__Work to complete__: Every entry needs to be repeated exactly, with nothing left out.

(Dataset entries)
==========
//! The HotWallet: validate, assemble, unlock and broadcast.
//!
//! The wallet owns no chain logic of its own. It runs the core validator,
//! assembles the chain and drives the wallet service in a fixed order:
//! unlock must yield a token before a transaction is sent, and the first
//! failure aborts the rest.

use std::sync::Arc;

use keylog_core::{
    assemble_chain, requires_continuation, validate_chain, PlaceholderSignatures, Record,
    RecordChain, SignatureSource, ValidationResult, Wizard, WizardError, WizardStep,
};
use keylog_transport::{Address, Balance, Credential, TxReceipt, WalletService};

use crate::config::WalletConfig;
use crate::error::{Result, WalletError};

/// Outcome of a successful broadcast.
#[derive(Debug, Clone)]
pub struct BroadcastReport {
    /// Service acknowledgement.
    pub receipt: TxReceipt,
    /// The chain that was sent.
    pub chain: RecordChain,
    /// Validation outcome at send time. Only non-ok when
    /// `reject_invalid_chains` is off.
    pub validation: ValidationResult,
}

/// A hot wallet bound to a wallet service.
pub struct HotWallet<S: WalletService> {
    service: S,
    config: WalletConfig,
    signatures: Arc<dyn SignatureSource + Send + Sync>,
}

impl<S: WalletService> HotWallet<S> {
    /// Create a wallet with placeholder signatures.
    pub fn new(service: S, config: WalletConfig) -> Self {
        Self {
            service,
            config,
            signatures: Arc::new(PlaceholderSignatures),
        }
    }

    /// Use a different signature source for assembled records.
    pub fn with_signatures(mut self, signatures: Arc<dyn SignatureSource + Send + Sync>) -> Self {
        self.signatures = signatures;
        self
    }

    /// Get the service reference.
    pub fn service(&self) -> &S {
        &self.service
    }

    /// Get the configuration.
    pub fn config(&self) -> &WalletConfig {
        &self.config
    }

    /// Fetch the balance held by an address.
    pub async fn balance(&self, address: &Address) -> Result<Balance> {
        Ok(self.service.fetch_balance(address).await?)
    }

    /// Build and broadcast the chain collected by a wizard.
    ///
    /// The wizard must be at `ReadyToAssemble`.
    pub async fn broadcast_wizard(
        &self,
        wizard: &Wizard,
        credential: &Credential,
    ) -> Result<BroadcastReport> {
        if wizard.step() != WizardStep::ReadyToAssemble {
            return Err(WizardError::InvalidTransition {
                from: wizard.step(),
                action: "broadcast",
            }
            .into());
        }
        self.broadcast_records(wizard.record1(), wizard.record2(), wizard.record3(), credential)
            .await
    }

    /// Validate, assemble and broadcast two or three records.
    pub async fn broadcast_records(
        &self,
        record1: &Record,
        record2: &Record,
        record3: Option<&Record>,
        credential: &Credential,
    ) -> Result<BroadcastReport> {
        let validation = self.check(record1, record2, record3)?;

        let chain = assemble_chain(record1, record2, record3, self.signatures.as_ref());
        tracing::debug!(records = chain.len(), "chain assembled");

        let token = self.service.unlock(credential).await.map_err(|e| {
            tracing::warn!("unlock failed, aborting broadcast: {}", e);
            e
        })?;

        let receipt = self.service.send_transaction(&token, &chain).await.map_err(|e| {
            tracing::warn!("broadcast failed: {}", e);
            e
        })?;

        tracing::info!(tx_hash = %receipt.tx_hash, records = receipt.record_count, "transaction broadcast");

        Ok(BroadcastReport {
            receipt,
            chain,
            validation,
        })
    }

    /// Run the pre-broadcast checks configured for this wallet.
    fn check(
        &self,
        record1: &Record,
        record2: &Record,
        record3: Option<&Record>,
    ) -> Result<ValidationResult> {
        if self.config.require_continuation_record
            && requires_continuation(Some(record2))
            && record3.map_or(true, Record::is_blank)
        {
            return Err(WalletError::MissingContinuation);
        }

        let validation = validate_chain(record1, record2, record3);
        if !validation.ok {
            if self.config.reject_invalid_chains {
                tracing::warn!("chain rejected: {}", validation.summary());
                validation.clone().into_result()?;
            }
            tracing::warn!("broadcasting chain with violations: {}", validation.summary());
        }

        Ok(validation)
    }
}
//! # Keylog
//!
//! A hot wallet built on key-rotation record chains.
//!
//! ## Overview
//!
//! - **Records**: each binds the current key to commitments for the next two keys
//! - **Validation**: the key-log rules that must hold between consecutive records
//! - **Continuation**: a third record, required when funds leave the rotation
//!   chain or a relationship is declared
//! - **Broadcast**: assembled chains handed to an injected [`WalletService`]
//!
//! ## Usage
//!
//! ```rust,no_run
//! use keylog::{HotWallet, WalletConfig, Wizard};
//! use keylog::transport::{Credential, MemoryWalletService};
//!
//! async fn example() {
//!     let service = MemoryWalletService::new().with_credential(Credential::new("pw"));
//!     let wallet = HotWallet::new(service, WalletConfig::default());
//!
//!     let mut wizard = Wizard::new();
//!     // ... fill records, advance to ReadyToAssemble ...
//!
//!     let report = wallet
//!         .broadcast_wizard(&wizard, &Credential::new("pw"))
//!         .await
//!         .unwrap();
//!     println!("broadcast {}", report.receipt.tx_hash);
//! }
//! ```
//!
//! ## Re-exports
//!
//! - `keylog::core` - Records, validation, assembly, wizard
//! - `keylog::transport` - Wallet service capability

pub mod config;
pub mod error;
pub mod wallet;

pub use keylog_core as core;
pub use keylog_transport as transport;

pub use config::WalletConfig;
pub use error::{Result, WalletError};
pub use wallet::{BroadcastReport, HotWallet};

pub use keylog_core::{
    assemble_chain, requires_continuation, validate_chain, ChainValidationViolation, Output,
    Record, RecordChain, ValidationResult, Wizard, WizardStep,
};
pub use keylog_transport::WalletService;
==========
__Result of the task__:
//! The HotWallet: validate, assemble, unlock and broadcast.
//!
//! The wallet owns no chain logic of its own. It runs the core validator,
//! assembles the chain and drives the wallet service in a fixed order:
//! unlock must yield a token before a transaction is sent, and the first
//! failure aborts the rest.

use std::sync::Arc;

use keylog_core::{
    assemble_chain, requires_continuation, validate_chain, PlaceholderSignatures, Record,
    RecordChain, SignatureSource, ValidationResult, Wizard, WizardError, WizardStep,
};
use keylog_transport::{Address, Balance, Credential, TxReceipt, WalletService};

use crate::config::WalletConfig;
use crate::error::{Result, WalletError};

/// Outcome of a successful broadcast.
#[derive(Debug, Clone)]
pub struct BroadcastReport {
    /// Service acknowledgement.
    pub receipt: TxReceipt,
    /// The chain that was sent.
    pub chain: RecordChain,
    /// Validation outcome at send time. Only non-ok when
    /// `reject_invalid_chains` is off.
    pub validation: ValidationResult,
}

/// A hot wallet bound to a wallet service.
pub struct HotWallet<S: WalletService> {
    service: S,
    config: WalletConfig,
    signatures: Arc<dyn SignatureSource + Send + Sync>,
}

impl<S: WalletService> HotWallet<S> {
    /// Create a wallet with placeholder signatures.
    pub fn new(service: S, config: WalletConfig) -> Self {
        Self {
            service,
            config,
            signatures: Arc::new(PlaceholderSignatures),
        }
    }

    /// Use a different signature source for assembled records.
    pub fn with_signatures(mut self, signatures: Arc<dyn SignatureSource + Send + Sync>) -> Self {
        self.signatures = signatures;
        self
    }

    /// Get the service reference.
    pub fn service(&self) -> &S {
        &self.service
    }

    /// Get the configuration.
    pub fn config(&self) -> &WalletConfig {
        &self.config
    }

    /// Fetch the balance held by an address.
    pub async fn balance(&self, address: &Address) -> Result<Balance> {
        Ok(self.service.fetch_balance(address).await?)
    }

    /// Build and broadcast the chain collected by a wizard.
    ///
    /// The wizard must be at `ReadyToAssemble`.
    pub async fn broadcast_wizard(
        &self,
        wizard: &Wizard,
        credential: &Credential,
    ) -> Result<BroadcastReport> {
        if wizard.step() != WizardStep::ReadyToAssemble {
            return Err(WizardError::InvalidTransition {
                from: wizard.step(),
                action: "broadcast",
            }
            .into());
        }
        self.broadcast_records(wizard.record1(), wizard.record2(), wizard.record3(), credential)
            .await
    }

    /// Validate, assemble and broadcast two or three records.
    pub async fn broadcast_records(
        &self,
        record1: &Record,
        record2: &Record,
        record3: Option<&Record>,
        credential: &Credential,
    ) -> Result<BroadcastReport> {
        let validation = self.check(record1, record2, record3)?;

        let chain = assemble_chain(record1, record2, record3, self.signatures.as_ref());
        tracing::debug!(records = chain.len(), "chain assembled");

        let token = self.service.unlock(credential).await.map_err(|e| {
            tracing::warn!("unlock failed, aborting broadcast: {}", e);
            e
        })?;

        let receipt = self.service.send_transaction(&token, &chain).await.map_err(|e| {
            tracing::warn!("broadcast failed: {}", e);
            e
        })?;

        tracing::info!(tx_hash = %receipt.tx_hash, records = receipt.record_count, "transaction broadcast");

        Ok(BroadcastReport {
            receipt,
            chain,
            validation,
        })
    }

    /// Run the pre-broadcast checks configured for this wallet.
    fn check(
        &self,
        record1: &Record,
        record2: &Record,
        record3: Option<&Record>,
    ) -> Result<ValidationResult> {
        if self.config.require_continuation_record
            && requires_continuation(Some(record2))
            && record3.map_or(true, Record::is_blank)
        {
            return Err(WalletError::MissingContinuation);
        }

        let validation = validate_chain(record1, record2, record3);
        if !validation.ok {
            if self.config.reject_invalid_chains {
                tracing::warn!("chain rejected: {}", validation.summary());
                validation.clone().into_result()?;
            }
            tracing::warn!("broadcasting chain with violations: {}", validation.summary());
        }

        Ok(validation)
    }
}
//! # Keylog
//!
//! A hot wallet built on key-rotation record chains.
//!
//! ## Overview
//!
//! - **Records**: each binds the current key to commitments for the next two keys
//! - **Validation**: the key-log rules that must hold between consecutive records
//! - **Continuation**: a third record, required when funds leave the rotation
//!   chain or a relationship is declared
//! - **Broadcast**: assembled chains handed to an injected [`WalletService`]
//!
//! ## Usage
//!
//! ```rust,no_run
//! use keylog::{HotWallet, WalletConfig, Wizard};
//! use keylog::transport::{Credential, MemoryWalletService};
//!
//! async fn example() {
//!     let service = MemoryWalletService::new().with_credential(Credential::new("pw"));
//!     let wallet = HotWallet::new(service, WalletConfig::default());
//!
//!     let mut wizard = Wizard::new();
//!     // ... fill records, advance to ReadyToAssemble ...
//!
//!     let report = wallet
//!         .broadcast_wizard(&wizard, &Credential::new("pw"))
//!         .await
//!         .unwrap();
//!     println!("broadcast {}", report.receipt.tx_hash);
//! }
//! ```
//!
//! ## Re-exports
//!
//! - `keylog::core` - Records, validation, assembly, wizard
//! - `keylog::transport` - Wallet service capability

pub mod config;
pub mod error;
pub mod wallet;

pub use keylog_core as core;
pub use keylog_transport as transport;

pub use config::WalletConfig;
pub use error::{Result, WalletError};
pub use wallet::{BroadcastReport, HotWallet};

pub use keylog_core::{
    assemble_chain, requires_continuation, validate_chain, ChainValidationViolation, Output,
    Record, RecordChain, ValidationResult, Wizard, WizardStep,
};
pub use keylog_transport::WalletService;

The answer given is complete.